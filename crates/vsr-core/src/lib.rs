//! Deterministic action-dispatch kernel for voxel-based soft robots.

#![cfg_attr(docsrs, feature(doc_cfg))]
#![forbid(unsafe_code)]

pub mod action;
pub mod agent;
pub mod anchor;
pub mod body;
mod composite;
pub mod config;
pub mod engine;
pub mod error;
pub mod geometry;
pub mod range;
pub mod sense;
pub mod snapshot;
pub mod solvers;
pub mod substrate;

pub use action::{Action, ActionKind, ActionOutcome, ActionValue, LinkOutcome, SenseAction, SenseKind};
pub use agent::{Agent, AgentId, EmbodiedAgent};
pub use anchor::{Link, LinkType};
pub use body::{Anchor, AnchorId, Body, BodyId, BodyKind, BodyRegistry, JointState, Material, Motor, VoxelState};
pub use config::EngineConfig;
pub use engine::{ActionPerformer, Engine, Solver, SolverRegistry};
pub use error::{ActionError, TickError};
pub use geometry::{BoundingBox, Point, Poly};
pub use range::{DoubleRange, RangedValue, RangedValues};
pub use snapshot::{ActionFailure, AgentSummary, NfcMessage, Snapshot};
pub use substrate::Substrate;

WHAT IS BEING ASKED: Scan the records for the string "body" and show every line that contains it.

TASK RESULT:
pub mod body;
pub use body::{Anchor, AnchorId, Body, BodyId, BodyKind, BodyRegistry, JointState, Material, Motor, VoxelState};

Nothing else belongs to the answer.